Right now his instincts told him that there was something going on here between Maria’s daughter and his son that he wasn’t quite aware of. Something he might be able to capitalize on.
He adopted an innocent expression as he looked from one to the other again. “You two know each other?”
“No.” Gloria shot the word out like a bullet.
Jack, Patrick noted, hadn’t taken his eyes off Gloria since he walked in. “We rode up together in the elevator.” The words were ground out.
A slightly puzzled note entered into his expression. “If you rode up together, then why—”
Anticipation had Gloria interrupting. “He got off early,” she supplied.
Jack set his jaw hard. Not adding, as he wanted to, that he’d gotten off because he hadn’t felt like riding up all those floors with an obvious shrew.
This couldn’t be the woman his father wanted him to work with, Jack thought. His luck didn’t run that bad.
Chapter Three
His father was looking at him, obviously still waiting for some kind of good, believable explanation as to why he’d gotten off on another floor rather than arrive here with this annoying woman.

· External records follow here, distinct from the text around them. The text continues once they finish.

impl LocalsCollector {
    fn bind(&mut self, name: Name, flags: BindingFlags) {
        *self.bindings.entry(name).or_insert(BindingFlags::empty()) |= flags;
    }

    fn bind_identifier(&mut self, identifier: &ast::Identifier, flags: BindingFlags) {
        self.bind(Name::new(identifier.as_str()), flags);
    }

    fn finish(self) -> FxHashSet<Name> {
        self.bindings
            .into_iter()
            .filter(|(_, flags)| {
                flags.intersects(BindingFlags::ASSIGNED | BindingFlags::IMPORTED)
                    && !flags.intersects(BindingFlags::NONLOCAL | BindingFlags::GLOBAL)
            })
            .map(|(name, _)| name)
            .collect()
    }

    fn body(&mut self, stmts: &[Stmt]) {
        for stmt in stmts {
            self.stmt(stmt);
        }
    }

    fn parameters(&mut self, parameters: &ast::Parameters) {
        // Parameter names are bound on scope entry before any statement
        // runs, so they never trigger the read-before-assign rule and are
        // not recorded. Annotations and defaults can hide named
        // expressions, though.
        for parameter in parameters.posonlyargs.iter().chain(&parameters.args) {
            if let Some(annotation) = &parameter.parameter.annotation {
                self.expr(annotation);
            }
            if let Some(default) = &parameter.default {
                self.expr(default);
            }
        }
        if let Some(vararg) = &parameters.vararg {
            if let Some(annotation) = &vararg.annotation {
                self.expr(annotation);
            }
        }
        for parameter in &parameters.kwonlyargs {
            if let Some(annotation) = &parameter.parameter.annotation {
                self.expr(annotation);
            }
            if let Some(default) = &parameter.default {
                self.expr(default);
            }
        }
        if let Some(kwarg) = &parameters.kwarg {
            if let Some(annotation) = &kwarg.annotation {
                self.expr(annotation);
            }
        }
    }

    fn generators(&mut self, generators: &[ast::Comprehension]) {
        for generator in generators {
            self.expr(&generator.target);
            self.expr(&generator.iter);
            for if_clause in &generator.ifs {
                self.expr(if_clause);
            }
        }
    }

    fn stmt(&mut self, stmt: &Stmt) {
        match stmt {
            // Nested scopes contribute their name and nothing else.
            Stmt::FunctionDef(function) => {
                self.bind_identifier(&function.name, BindingFlags::ASSIGNED);
            }
            Stmt::ClassDef(class) => {
                self.bind_identifier(&class.name, BindingFlags::ASSIGNED);
            }
            Stmt::Global(global) => {
                for name in &global.names {
                    self.bind_identifier(name, BindingFlags::GLOBAL);
                }
            }
            Stmt::Nonlocal(nonlocal) => {
                for name in &nonlocal.names {
                    self.bind_identifier(name, BindingFlags::NONLOCAL);
                }
            }
            Stmt::Import(import) => {
                for alias in &import.names {
                    let bound = match &alias.asname {
                        Some(asname) => asname.as_str(),
                        None => alias
                            .name
                            .as_str()
                            .split('.')
                            .next()
                            .unwrap_or(alias.name.as_str()),
                    };
                    self.bind(Name::new(bound), BindingFlags::IMPORTED);
                }
            }
            Stmt::ImportFrom(import) => {
                for alias in &import.names {
                    let bound = match &alias.asname {
                        Some(asname) => asname.as_str(),
                        None => alias.name.as_str(),
                    };
                    self.bind(Name::new(bound), BindingFlags::IMPORTED);
                }
            }
            Stmt::Return(ast::StmtReturn { value, .. }) => {
                if let Some(value) = value {
                    self.expr(value);
                }
            }
            Stmt::Delete(ast::StmtDelete { targets, .. }) => {
                for target in targets {
                    self.expr(target);
                }
            }
            Stmt::Assign(ast::StmtAssign { targets, value, .. }) => {
                for target in targets {
                    self.expr(target);
                }
                self.expr(value);
            }
            Stmt::AugAssign(ast::StmtAugAssign { target, value, .. }) => {
                self.expr(target);
                self.expr(value);
            }
            Stmt::AnnAssign(ast::StmtAnnAssign {
                target,
                annotation,
                value,
                ..
            }) => {
                self.expr(target);
                self.expr(annotation);
                if let Some(value) = value {
                    self.expr(value);
                }
            }
            Stmt::TypeAlias(ast::StmtTypeAlias { name, value, .. }) => {
                self.expr(name);
                self.expr(value);
            }
            Stmt::For(ast::StmtFor {
                target,
                iter,
                body,
                orelse,
                ..
            }) => {
                self.expr(target);
                self.expr(iter);
                self.body(body);
                self.body(orelse);
            }
            Stmt::While(ast::StmtWhile {
                test, body, orelse, ..
            }) => {
                self.expr(test);
                self.body(body);
                self.body(orelse);
            }
            Stmt::If(ast::StmtIf {
                test,
                body,
                elif_else_clauses,
                ..
            }) => {
                self.expr(test);
                self.body(body);
                for clause in elif_else_clauses {
                    if let Some(test) = &clause.test {
                        self.expr(test);
                    }
                    self.body(&clause.body);
                }
            }
            Stmt::With(ast::StmtWith { items, body, .. }) => {
                for item in items {
                    self.expr(&item.context_expr);
                    if let Some(vars) = &item.optional_vars {
                        self.expr(vars);
                    }
                }
                self.body(body);
            }
            Stmt::Match(ast::StmtMatch { subject, cases, .. }) => {
                self.expr(subject);
                for case in cases {
                    self.pattern(&case.pattern);
                    if let Some(guard) = &case.guard {
                        self.expr(guard);
                    }
                    self.body(&case.body);
                }
            }
            Stmt::Raise(ast::StmtRaise { exc, cause, .. }) => {
                if let Some(exc) = exc {
                    self.expr(exc);
                }
                if let Some(cause) = cause {
                    self.expr(cause);
                }
            }
            Stmt::Try(ast::StmtTry {
                body,
                handlers,
                orelse,
                finalbody,
                ..
            }) => {
                self.body(body);
                for handler in handlers {
                    let ast::ExceptHandler::ExceptHandler(handler) = handler;
                    if let Some(type_) = &handler.type_ {
                        self.expr(type_);
                    }
                    if let Some(name) = &handler.name {
                        self.bind_identifier(name, BindingFlags::ASSIGNED);
                    }
                    self.body(&handler.body);
                }
                self.body(orelse);
                self.body(finalbody);
            }
            Stmt::Assert(ast::StmtAssert { test, msg, .. }) => {
                self.expr(test);
                if let Some(msg) = msg {
                    self.expr(msg);
                }
            }
            Stmt::Expr(ast::StmtExpr { value, .. }) => self.expr(value),
            Stmt::Pass(_) | Stmt::Break(_) | Stmt::Continue(_) | Stmt::IpyEscapeCommand(_) => {}
        }
    }

    fn expr(&mut self, expr: &Expr) {
        match expr {
            Expr::Name(name) => {
                if matches!(name.ctx, ExprContext::Store) {
                    self.bind(name.id.clone(), BindingFlags::ASSIGNED);
                }
            }
            // Nested scopes are opaque to the enclosing scope's locals.
            Expr::Lambda(_)
            | Expr::ListComp(_)
            | Expr::SetComp(_)
            | Expr::DictComp(_)
            | Expr::Generator(_) => {}
            Expr::Named(ast::ExprNamed { target, value, .. }) => {
                self.expr(target);
                self.expr(value);
            }
            Expr::BoolOp(ast::ExprBoolOp { values, .. }) => {
                for value in values {
                    self.expr(value);
                }
            }
            Expr::BinOp(ast::ExprBinOp { left, right, .. }) => {
                self.expr(left);
                self.expr(right);
            }
            Expr::UnaryOp(ast::ExprUnaryOp { operand, .. }) => self.expr(operand),
            Expr::If(ast::ExprIf {
                test, body, orelse, ..
            }) => {
                self.expr(test);
                self.expr(body);
                self.expr(orelse);
            }
            Expr::Dict(ast::ExprDict { items, .. }) => {
                for item in items {
                    if let Some(key) = &item.key {
                        self.expr(key);
                    }
                    self.expr(&item.value);
                }
            }
            Expr::Set(ast::ExprSet { elts, .. }) => {
                for elt in elts {
                    self.expr(elt);
                }
            }
            Expr::Await(ast::ExprAwait { value, .. })
            | Expr::YieldFrom(ast::ExprYieldFrom { value, .. })
            | Expr::Starred(ast::ExprStarred { value, .. })
            | Expr::Attribute(ast::ExprAttribute { value, .. }) => self.expr(value),
            Expr::Yield(ast::ExprYield { value, .. }) => {
                if let Some(value) = value {
                    self.expr(value);
                }
            }
            Expr::Compare(ast::ExprCompare {
                left, comparators, ..
            }) => {
                self.expr(left);
                for comparator in comparators {
                    self.expr(comparator);
                }
            }
            Expr::Call(ast::ExprCall {
                func, arguments, ..
            }) => {
                self.expr(func);
                for arg in &arguments.args {
                    self.expr(arg);
                }
                for keyword in &arguments.keywords {
                    self.expr(&keyword.value);
                }
            }
            Expr::FString(fstring) => {
                for interpolation in fstring.value.elements().filter_map(|e| e.as_interpolation())
                {
                    self.expr(&interpolation.expression);
                }
            }
            Expr::TString(tstring) => {
                for interpolation in tstring.value.elements().filter_map(|e| e.as_interpolation())
                {
                    self.expr(&interpolation.expression);
                }
            }
            Expr::Subscript(ast::ExprSubscript { value, slice, .. }) => {
                self.expr(value);
                self.expr(slice);
            }
            Expr::List(ast::ExprList { elts, .. }) | Expr::Tuple(ast::ExprTuple { elts, .. }) => {
                for elt in elts {
                    self.expr(elt);
                }
            }
            Expr::Slice(ast::ExprSlice {
                lower, upper, step, ..
            }) => {
                for bound in [lower, upper, step].into_iter().flatten() {
                    self.expr(bound);
                }
            }
            Expr::StringLiteral(_)
            | Expr::BytesLiteral(_)
            | Expr::NumberLiteral(_)
            | Expr::BooleanLiteral(_)
            | Expr::NoneLiteral(_)
            | Expr::EllipsisLiteral(_)
            | Expr::IpyEscapeCommand(_) => {}
        }
    }

    fn pattern(&mut self, pattern: &ast::Pattern) {
        match pattern {
            ast::Pattern::MatchValue(match_value) => self.expr(&match_value.value),
            ast::Pattern::MatchSingleton(_) => {}
            ast::Pattern::MatchSequence(match_sequence) => {
                for pattern in &match_sequence.patterns {
                    self.pattern(pattern);
                }
            }
            ast::Pattern::MatchMapping(match_mapping) => {
                for key in &match_mapping.keys {
                    self.expr(key);
                }
                for pattern in &match_mapping.patterns {
                    self.pattern(pattern);
                }
                if let Some(rest) = &match_mapping.rest {
                    self.bind_identifier(rest, BindingFlags::ASSIGNED);
                }
            }
            ast::Pattern::MatchClass(match_class) => {
                self.expr(&match_class.cls);
                for pattern in &match_class.arguments.patterns {
                    self.pattern(pattern);
                }
                for keyword in &match_class.arguments.keywords {
                    self.pattern(&keyword.pattern);
                }
            }
            ast::Pattern::MatchStar(match_star) => {
                if let Some(name) = &match_star.name {
                    self.bind_identifier(name, BindingFlags::ASSIGNED);
                }
            }
            ast::Pattern::MatchAs(match_as) => {
                if let Some(pattern) = &match_as.pattern {
                    self.pattern(pattern);
                }
                if let Some(name) = &match_as.name {
                    self.bind_identifier(name, BindingFlags::ASSIGNED);
                }
            }
            ast::Pattern::MatchOr(match_or) => {
                for pattern in &match_or.patterns {
                    self.pattern(pattern);
                }
            }
        }
    }
}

Jack was sharp when it came to matters in the boardroom. But personal things, such as his reaction to this woman, were another matter. The only excuse he could come up with was, “I forgot something.”
Patrick nodded, wise enough to let the matter drop. Jack doubted that his father really believed him, but was clearly willing to let it go. For now.
“Nothing important, I trust,” Patrick said, eyeing his firstborn.
“Excuse me?”
“That ‘thing’ you forgot, it was nothing important, I trust,” Patrick repeated. Just the slightest hint of humor curved his mouth as he continued to look at Jack.
“No, nothing important,” Jack murmured. Just my sanity.